19 Dezembro 2024
Oito milhões de peregrinos são esperados em Goa, Índia, até 5 de janeiro para a exposição decenal das relíquias de São Francisco Xavier. O teólogo e antropólogo Michel Chambon, que vive em Singapura, explora o legado duradouro do missionário jesuíta pela Ásia.
A entrevista é de Louis Mathieu, publicada por La Croix Internacional, 18-12-2024.
Oito milhões de peregrinos são esperados em Goa para ver as relíquias de São Francisco Xavier. O que explica tamanho entusiasmo?
Esta tradição profundamente enraizada foi estabelecida pelos portugueses quando Goa era parte de seu império colonial. Goa serviu como centro logístico para todos os seus postos comerciais orientais e o ponto de partida para inúmeras expedições. Os restos mortais de Francisco Xavier foram repatriados para Goa logo após sua morte em 1552. No século XVII, enormes basílicas foram construídas, e a devoção a ele floresceu.
Os portugueses o usaram como um símbolo de poder, um mandato divino para afirmar sua superioridade e dominar o mundo católico. Por mais de dois séculos, começando em 1782, suas relíquias foram exibidas ao público a cada dez anos. Este ritual ressoa além dos católicos; os hindus também vêm prestar homenagem ao santo.
Por que esse evento atrai pessoas de fora do catolicismo?
Na Ásia, é bastante comum que figuras associadas à presença divina — como a Virgem Maria — não sejam confinadas a uma religião. Tanto no contexto hindu quanto no chinês, as tradições locais honram alguns santos católicos. São Francisco Xavier, uma figura extraordinária, atrai pessoas de toda a região. Sua celebração transcende as fronteiras religiosas.
Quão significativas são essas celebrações em nível nacional? Elas são limitadas à região de Goa?
As celebrações em torno de São Francisco Xavier também permitem que Goa afirme sua singularidade em comparação ao resto da Índia. Goa sempre foi marítima, orientada para a África e as principais rotas comerciais, tanto antes quanto durante a colonização portuguesa. Isso contrasta com a Índia contemporânea, que é cada vez mais nacionalista e continental. Por meio de Francisco Xavier, Goa reafirma sua identidade universal.
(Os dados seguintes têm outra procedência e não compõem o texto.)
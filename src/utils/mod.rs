//! Utility modules for the HTM library.
//!
//! Seeded random number generation and column/input topology.

mod random;
mod topology;

pub use random::Random;
pub use topology::{Topology, WrappingMode};
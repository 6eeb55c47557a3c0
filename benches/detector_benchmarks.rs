//! Benchmarks for the detector hot paths.
//!
//! Run with: `cargo bench --bench detector_benchmarks`

use chrono::{Duration, NaiveDate, NaiveDateTime};
use criterion::{black_box, criterion_group, criterion_main, BenchmarkId, Criterion, Throughput};
use htm_anomaly::prelude::*;

fn start() -> NaiveDateTime {
    NaiveDate::from_ymd_opt(2024, 1, 1)
        .unwrap()
        .and_hms_opt(0, 0, 0)
        .unwrap()
}

fn value_at(step: i64) -> f64 {
    10.0 + 5.0 * ((step % 288) as f64 * std::f64::consts::TAU / 288.0).sin()
}

/// Warms a detector up on a repeating signal so segments exist.
fn warmed_detector(config: &DetectorConfig, steps: i64) -> HtmDetector {
    let mut detector = HtmDetector::new(config, StreamProfile::new(0.0, 20.0, 150)).unwrap();
    for step in 0..steps {
        detector
            .process(start() + Duration::minutes(5 * step), value_at(step))
            .unwrap();
    }
    detector
}

// =============================================================================
// ENCODING
// =============================================================================

fn bench_record_encoder(c: &mut Criterion) {
    let config = DetectorConfig::default();
    let encoder = RecordEncoder::new(config.value_encoder_params(0.1), config.time_encoding()).unwrap();

    c.bench_function("record_encode", |b| {
        let mut step = 0i64;
        b.iter(|| {
            step += 1;
            black_box(
                encoder
                    .encode((start() + Duration::minutes(5 * step), value_at(step)))
                    .unwrap(),
            )
        });
    });
}

// =============================================================================
// FULL PIPELINE
// =============================================================================

fn bench_detector_step(c: &mut Criterion) {
    let mut group = c.benchmark_group("detector_step");
    group.throughput(Throughput::Elements(1));
    group.sample_size(50);

    let mut small = DetectorConfig::default();
    small.enc.value.size = 1000;
    small.sp.column_count = 512;
    small.sp.local_area_density = 0.04;
    small.tm.cells_per_column = 8;

    for (name, config) in [("small", small), ("default", DetectorConfig::default())] {
        let mut detector = warmed_detector(&config, 600);
        let mut step = 600i64;

        group.bench_with_input(BenchmarkId::from_parameter(name), &name, |b, _| {
            b.iter(|| {
                step += 1;
                black_box(
                    detector
                        .process(start() + Duration::minutes(5 * step), value_at(step))
                        .unwrap(),
                )
            });
        });
    }

    group.finish();
}

fn bench_likelihood(c: &mut Criterion) {
    let mut likelihood = AnomalyLikelihood::new(AnomalyLikelihoodParams::from_probationary_period(600, 100)).unwrap();
    let mut step = 0u64;

    c.bench_function("likelihood_score", |b| {
        b.iter(|| {
            step += 1;
            let raw = if step % 97 == 0 { 0.8 } else { 0.05 };
            black_box(likelihood.log_anomaly_score(raw))
        });
    });
}

criterion_group!(
    detector_benches,
    bench_record_encoder,
    bench_detector_step,
    bench_likelihood,
);
criterion_main!(detector_benches);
Você mencionou que sua influência é sentida por toda a Ásia. O que resta de seu legado hoje?
Francisco Xavier estava focado em levar o Evangelho às populações locais, mas raramente ficava em um lugar por muito tempo. Ele plantou sementes e seguiu em frente — Goa, Malaca, Molucas, Japão. Essas paradas formam uma constelação com Malaca no centro. Seu ministério era altamente itinerante, muito parecido com Jesus, contrastando com missões mais administrativas que estabeleciam e supervisionavam estruturas.
Muitos grupos culturais asiáticos diversos, não necessariamente católicos, adaptam elementos da vida de São Francisco Xavier para apoiar suas próprias causas, desafiar narrativas e questionar normas predominantes na Ásia.
Pode dar exemplos?
Singapura comemorou o 200º aniversário de sua igreja local em 2020, destacando a visita do missionário Laurent Imbert no século XIX como ponto de partida. No entanto, durante sua visita em setembro, o Papa Francisco lembrou aos fiéis em uma homilia que São Francisco Xavier havia passado por Singapura muito antes.
Esse reconhecimento abriu uma narrativa alternativa à perspectiva colonial britânica. Referências a Francisco Xavier permitem que comunidades eurasianas com raízes portuguesas, populações mercantis e migrantes que estão presentes há séculos resistam à marginalização em uma Cingapura contemporânea que enfatiza sua identidade chinesa.
Como figura ocidental, o legado de São Francisco Xavier funciona como uma ponte entre o Oriente e o Ocidente?
Em vez de servir como uma ponte para o Ocidente, ele abre uma porta para um espaço muito mais amplo além das fronteiras nacionais, particularmente diante do crescente nacionalismo na Ásia. São Francisco Xavier conectou o Japão, a Indonésia e a Índia. Foi em Malaca que ele conheceu um indivíduo japonês que mais tarde o levou ao Japão.
Nas Filipinas, os jesuítas da Xavier University ensinam estudantes filipinos de ascendência chinesa, realizando acampamentos de verão na China. Dessa forma, São Francisco Xavier ajuda a construir pontes entre a China e as Filipinas, transcendendo rivalidades nacionalistas entre os dois países.